Design and Evaluation of Demosaicing Algorithms for RGBW CFA

From Psych 221 Image Systems Engineering
Jump to navigation Jump to search

Introduction

Nathan Staffa

Engineering in the commercial imaging sector knows nothing of patience; if anything, the pace at which camera technology is growing is faster than ever. Improvements are being made at an incredible pace across the entire range of the imaging system. One aspect that has not seen this pace, however, is that of the color filter array (CFA).

Color filter arrays are small arrays that sit in a camera immediately above the sensor. CFAs filter incoming light, absorbing a range of wavelengths and allowing a desired range through to the sensor, effectively choosing only certain colors. The pattern in a CFA is typically designed in such a way that each sensor pixel receives light filtered through only one filter, with the total number of individual filters equaling the number of sensor pixels. Thus, the pixels can be considered color-coded. This is a key step in the entire image processing pipeline.

As mentioned, CFAs have not seen much development, and in fact the go-to standard utilized by nearly all consumer level cameras has seen itself roughly constant since its introduction forty years ago: the Bayer color filter array. Introduced in 1976 by Bryce Bayer, this simple repeating 2x2 arrangement of red, green, green, blue, has been a remarkably stable feature. Though there has in the past been a moderate level of interest in other designs, there was not much perceived reason to stray from the Bayer standard. Recently, however, there has been an increased interest in the design of new and novel color filter arrays, with the promise of increases in several aspects of imaging, from multispectral capture to increased resolution to increased dynamic range.

High dynamic range

One of the major hurdles that faces imaging is the problem of dynamic range (DR), the difference between the brightest and darkest parts of a scene. Though a camera can capture a reasonably wide DR, that data must be stored, resulting in a first loss of DR, and then ultimately displayed, resulting in the largest loss of DR. The issue of being unable to display HDR images without DR compression and tonemapping is one under current research. This project does not address the problems of HDR rendering on LDR displays, but rather considers the ability of the camera sensor to capture high quality signals in regions of low-light.
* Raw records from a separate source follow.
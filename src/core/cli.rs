//! CLI-only commands: account, categories, plans, history, settings, and diagnostics.
//!
//! These run without opening the TUI and produce plain text output.

use std::io::{self, BufRead};
use std::path::Path;

use tokio_util::sync::CancellationToken;

use crate::core::auth::{self, LoginForm, RegisterForm};
use crate::core::config::{self, Config};
use crate::core::content::{self, PreparedContent, RenderedSegment};
use crate::core::history;
use crate::core::payment::{self, PaymentPoller, PollOutcome};
use crate::core::paths;
use crate::core::relay::{RelayClient, RelayResponse};
use crate::core::settings::Settings;
use crate::core::state::{Action, Session, Theme};
use crate::core::store::{FileStore, Store};

pub type CliResult = Result<(), Box<dyn std::error::Error>>;

/// Open the persisted session from the data directory.
pub fn open_session() -> Result<Session<FileStore>, Box<dyn std::error::Error>> {
    Ok(Session::open(FileStore::open_default()?)?)
}

/// Read a whole argument from stdin when it was not given on the command line.
pub fn arg_or_stdin(arg: Option<String>) -> io::Result<String> {
    match arg {
        Some(value) if value != "-" => Ok(value),
        _ => io::read_to_string(io::stdin()),
    }
}

/// Read one line (a password) from stdin when not given on the command line.
fn secret_or_stdin(arg: Option<String>, label: &str) -> Result<String, Box<dyn std::error::Error>> {
    if let Some(value) = arg {
        return Ok(value);
    }
    eprint!("{}: ", label);
    let mut line = String::new();
    io::stdin().lock().read_line(&mut line)?;
    Ok(line.trim_end_matches(['\r', '\n']).to_string())
}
Average pixel values per channel for Crothers Image
Average pixel values per channel for dark region in Crothers Image

Normally, as light passes through the CFAs, photons are absorbed by the filter, resulting in a smaller number photons on the sensor, leading to a lower signal. This lower signal often falls beneath the noise floor of the sensor, in which case no usable or reliable information can be recovered from these pixels. If however a subset of pixels are transparent (referred to as clear or white), with a high, broadband spectral sensitivity, these previously problematic areas now become more manageable: with greater number of photons, SNR is increased, and the signal may rise above the noise floor, allowing for the obtainment of signal where previously there was none. This is one of the primary reasons for manufacturer experimentation with RGBW (red, green, blue, white, or RGBC, clear) CFA configurations.

But with new CFA designs, the more-or-less solved problem of demosaicking increases in complexity.

Demosaicking RGBC

When a sensor reads out an image, it reads pure signals, mindless toward any filter arrangement. A raw image therefore has no colors; it is only a set of pixels ranging from dark to light. To extract a colorful reproduction of the captured scene, the image processing pipeline must apply knowledge of the configuration of the color filters which match up with those read values. Each pixel, however, is a measure of only one color channel. Therefore the color-coded image at this stage is a repeating pattern of pure red, green, blue, or grey pixels, as determined by the CFA. This is what is referred to as a mosaic. Demosaicking is the process of inferring from each of these mosaicked color channels the values of all the other channels at all points.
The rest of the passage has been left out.